Telomeres shorten each time a cell divides and at a certain point, when they reach a critical length, the cell can no longer divide and will die. Their limited lifespan means that growing cells in laboratories can be tricky, given there can only be so many cell doublings before they give up the ghost. Telomere function in humans has been linked to many diseases and they have been studied for decades, often in the hope of better understanding or delaying the aging process.

Cells treated with Stanford’s procedure multiply in a similar way to much younger cells, compared with untreated cells of the same age. According to the researchers, skin cells with telomeres lengthened by the procedure were able to divide around 28 more times than untreated cells, while muscle cells divided about three more times. With this new procedure, which uses modified RNA, many more cells can be easily generated for study and drug development or disease modeling.
The “modified messenger” RNA contains the coding sequence for the active component of telomerase, called TERT. Telomerase is the enzyme that rebuilds telomeres and stem cells, including those that give rise eggs and sperm, express the enzyme at a much higher rate than other kinds of cells. Essentially, the RNA is a kind of genetic carrier pigeon in that it carries instructions from the DNA’s genes to the cell’s protein-making areas. Interestingly, in previous work Dr Blau found that the muscle stem cells of boys with Duchenne muscular dystrophy had far shorter telomeres than those not suffering from the disease.

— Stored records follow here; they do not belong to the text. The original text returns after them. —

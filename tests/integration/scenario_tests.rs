use super::*;
use restock_watcher::{NotificationOutcome, StockState};

#[tokio::test]
async fn test_restock_scenario_sends_alert() -> anyhow::Result<()> {
    let server = MockServer::start().await;
    mount_page(&server, "/products/ummon", product_page("Add to Bag")).await;

    let transport = Arc::new(RecordingTransport::default());
    let runner = create_runner(transport.clone(), complete_credentials());
    let product = product_at(&server, "Ummon (40g Can)", "/products/ummon");

    let records = runner.run(std::slice::from_ref(&product)).await;

    assert_eq!(records[0].status.state, StockState::InStock);
    assert_eq!(records[0].outcome, Some(NotificationOutcome::Sent));
    assert!(records[0].sent);

    let sent = transport.sent.lock().unwrap();
    assert_eq!(sent.len(), 1);
    assert_eq!(sent[0].subject, "In Stock Alert: Ummon (40g Can)");
    assert!(sent[0].body.contains("Ummon (40g Can)"));
    assert!(sent[0].body.contains(&product.url));
    assert_eq!(sent[0].from, "tracker@example.com");
    assert_eq!(sent[0].to, "me@example.com");
    Ok(())
}

#[tokio::test]
async fn test_sold_out_scenario_never_notifies() -> anyhow::Result<()> {
    let server = MockServer::start().await;
    mount_page(&server, "/products/ummon", product_page("Sold Out")).await;

    let transport = Arc::new(RecordingTransport::default());
    let runner = create_runner(transport.clone(), complete_credentials());

    let records = runner
        .run(&[product_at(&server, "Ummon (40g Can)", "/products/ummon")])
        .await;

    assert_eq!(records[0].status.state, StockState::OutOfStock);
    assert_eq!(records[0].outcome, None);
    assert_eq!(transport.sent_count(), 0);
    Ok(())
}

#[tokio::test]
async fn test_nbsp_and_case_variants_still_sold_out() -> anyhow::Result<()> {
    let server = MockServer::start().await;
    mount_page(&server, "/p", product_page("\n   SOLD&nbsp;OUT\n  ")).await;

    let transport = Arc::new(RecordingTransport::default());
    let runner = create_runner(transport.clone(), complete_credentials());

    let records = runner.run(&[product_at(&server, "Ummon", "/p")]).await;
    assert_eq!(records[0].status.state, StockState::OutOfStock);
    assert_eq!(transport.sent_count(), 0);
    Ok(())
}

#[tokio::test]
async fn test_presence_based_vendor_with_mixed_label() -> anyhow::Result<()> {
    let server = MockServer::start().await;
    mount_page(&server, "/mixed", product_page("Add to Bag - Sold Out")).await;
    mount_page(&server, "/coming", product_page("Coming Soon")).await;

    let transport = Arc::new(RecordingTransport::default());
    let runner = create_runner(transport.clone(), complete_credentials());

    let in_stock = vec!["Add to Bag".to_string()];
    let records = runner
        .run(&[
            product_at(&server, "Mixed", "/mixed").with_in_stock_markers(in_stock.clone()),
            product_at(&server, "Coming", "/coming").with_in_stock_markers(in_stock),
        ])
        .await;

    assert_eq!(records[0].status.state, StockState::OutOfStock);
    assert_eq!(records[1].status.state, StockState::Indeterminate);
    assert_eq!(records[1].status.diagnostic.as_deref(), Some("Coming Soon"));
    assert_eq!(transport.sent_count(), 0);
    Ok(())
}

#[tokio::test]
async fn test_missing_credentials_skip_send() -> anyhow::Result<()> {
    let server = MockServer::start().await;
    mount_page(&server, "/p", product_page("Add to Bag")).await;

    let transport = Arc::new(RecordingTransport::default());
    let mut credentials = complete_credentials();
    credentials.recipient_address.clear();
    let runner = create_runner(transport.clone(), credentials);

    let records = runner.run(&[product_at(&server, "Ummon", "/p")]).await;

    assert_eq!(records[0].status.state, StockState::InStock);
    assert_eq!(records[0].outcome, Some(NotificationOutcome::SkippedNoCredentials));
    assert!(!records[0].sent);
    assert_eq!(transport.sent_count(), 0);
    Ok(())
}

Although application of this RNA initially causes telomeres to lengthen, within 48 hours they once again begin to shorten as cells divide. This is a good thing, however, as cells that divide endlessly could pose a increased cancer risk if used in humans.
Just three applications of the modified RNA over a short space of days can increase telomere length in muscle and skin cells.

"Our technique is nonimmunogenic," said postdoctoral scholar John Ramunas. "Existing transient methods of extending telomeres act slowly, whereas our method acts over just a few days to reverse telomere shortening that occurs over more than a decade of normal aging. This suggests that a treatment using our method could be brief and infrequent."

Researchers are now testing the technique on other types cells and may try to treat accelerated aging disorders or target types of muscle cells in cases of Duchenne muscular dystrophy, or even heart disease.

The team's paper was recently published in FASEB Journal.
Source: Stanford University